When you first start a software project your initial instinct is likely to be that it should be kept small. Just the critical stuff. Nice and lean.
Somewhere along the way, you may stray from your intuition and start to add more features. A billing system here, a little automation there. Like being on a diet, ‘just one more’ never seems to hurt. But it does hurt, and by more than you may think. In this article I want to highlight the true cost of new features and explore why you may not want to add the feature you’re working on.
The true cost of a feature
When you first assess the cost of a new feature you look at how long it takes to develop it. Suppose this is 20 hours for our Candidate Feature. This is a good start, but what about the time to plan, test, integrate, and deploy it? We analysed this across over 100 projects at Vokke and found that this boosts the time by a whopping 43%. Pretty staggering, but it gets worse.
Once the Candidate Feature has been implemented, it needs to be maintained for the lifetime of the software. Many industry estimates place this at 20% of the initial implementation time. This covers defects you may identify later as well as things that may break as you make changes. We’re now 72% higher than our starting estimate.
You decide that the Candidate Feature is still worth it, so you proceed to implement it. Fast forward a few weeks and its time to implement another feature. The mere fact that we implemented the Candidate Feature first means that this second feature will take longer. Why? Because the new feature needs to work with the rest of the software, and the larger that software is the more time it takes to integrate a new feature without breaking anything. This cost can be minimised with good architectural decisions, but it can’t be removed entirely — even if the development overhead can be made negligible it still takes longer to plan new features for larger software. While this cost is incurred when implementing the second feature, it only exists because the first feature was built originally. This is true for every subsequent feature built after our Candidate Feature. We therefore need to assign the cost to the true culprit. This is a hard one to estimate, but that makes it no less real. Even a conservative estimate would increase our running estimate from 72% to 100% — double our starting estimate.
A house built on sand
Suppose that we implement the Candidate Feature and we’re happy. Life is good. What we may have missed is that this feature relies on features that came before it. Suppose that you have a social product with profile pages for users and an image uploader for adding avatars. Our Candidate Feature might be adding some Instagram-style image filters for this uploader.

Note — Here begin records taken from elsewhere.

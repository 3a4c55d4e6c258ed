//! Per-species population counts.

use std::fmt;

use trophic_core::Species;
use trophic_grid::GridView;

/// Occupant counts for one published grid state.
#[derive(Clone, Copy, Debug, Default, PartialEq, Eq)]
pub struct Census {
    /// Number of plant cells.
    pub plants: usize,
    /// Number of herbivore cells.
    pub herbivores: usize,
    /// Number of carnivore cells.
    pub carnivores: usize,
}

impl Census {
    /// Count occupants by species in one pass over the view.
    pub fn of(view: &GridView<'_>) -> Self {
        let mut census = Self::default();
        for cell in view.iter() {
            match cell.species() {
                Some(Species::Plant) => census.plants += 1,
                Some(Species::Herbivore) => census.herbivores += 1,
                Some(Species::Carnivore) => census.carnivores += 1,
                None => {}
            }
        }
        census
    }

    /// The count for one species.
    pub fn count(&self, species: Species) -> usize {
        match species {
            Species::Plant => self.plants,
            Species::Herbivore => self.herbivores,
            Species::Carnivore => self.carnivores,
        }
    }

    /// Total occupied cells.
    pub fn total(&self) -> usize {
        self.plants + self.herbivores + self.carnivores
    }
}

impl fmt::Display for Census {
    fn fmt(&self, f: &mut fmt::Formatter<'_>) -> fmt::Result {
        write!(
            f,
            "plants={} herbivores={} carnivores={}",
            self.plants, self.herbivores, self.carnivores
        )
    }
}
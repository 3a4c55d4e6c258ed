//! Read-only view over the published grid.

use trophic_core::Cell;

/// A borrowed, read-only view of the published ("current") buffer.
///
/// This is the only surface the reporting collaborator sees; it cannot
/// observe the staging buffer mid-tick.
#[derive(Clone, Copy, Debug)]
pub struct GridView<'a> {
    side: usize,
    cells: &'a [Cell],
}

impl<'a> GridView<'a> {
    pub(crate) fn new(side: usize, cells: &'a [Cell]) -> Self {
        Self { side, cells }
    }

    /// Lattice side length.
    pub fn side(&self) -> usize {
        self.side
    }

    /// Total cell count.
    pub fn cell_count(&self) -> usize {
        self.cells.len()
    }

    /// The cell at `(row, col)`, or `None` if out of bounds.
    pub fn get(&self, row: usize, col: usize) -> Option<Cell> {
        if row < self.side && col < self.side {
            Some(self.cells[row * self.side + col])
        } else {
            None
        }
    }

    /// All cells in row-major order.
    pub fn iter(&self) -> impl Iterator<Item = Cell> + 'a {
        self.cells.iter().copied()
    }

    /// The rows of the grid, top to bottom.
    pub fn rows(&self) -> impl Iterator<Item = &'a [Cell]> {
        self.cells.chunks(self.side)
    }
}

If it turns out that you were wrong about people wanting profile pages, then every feature you added after this point was a waste of time. This includes our Candidate Feature.
This isn’t a problem if you know for a fact that each feature you’re adding will stay for good. But what if you don’t? If you’re doing something unique or new you almost never know. The often-overlooked truth is that software is simply a set of assumptions where each builds on the next; if you’re wrong about your first assumption, then you’re wrong about the rest automatically.
How bad is this really? Let’s be optimistic and assume that our Candidate Feature has a 20% survival rate when the above is taken into account. This means that if we implement 5 features only 1 will survive. Put another way, if we implement 5 features — each costing 40 hours like our Candidate Feature — we’ll end up with one surviving feature at a cost of 200 hours.
The real risk you’re facing
While this is bad enough, a more troubling issue is that because the cost of changing the core underlying features is so costly (due to the above), most founders won’t do it. Not because it’s a conscious choice, but because facing the reality is so difficult that they prefer to assume their assumptions are correct. Of course people want profile pages — why wouldn’t they?
Enough of the scary stuff — how do you avoid this?
Simple. Keep your software small. Get honest and brutal and only focus on the features that truly add value to your audience. Understand that everything is a hypothesis and gather evidence about it before assuming it’s correct.
Don’t let this scare you. By focusing intensely on the few things that matter you can outpace your competition. After all, one day of effort by you might equal five for another team that isn’t being so selective.
Now go forth and conquer. One little iteration at a time.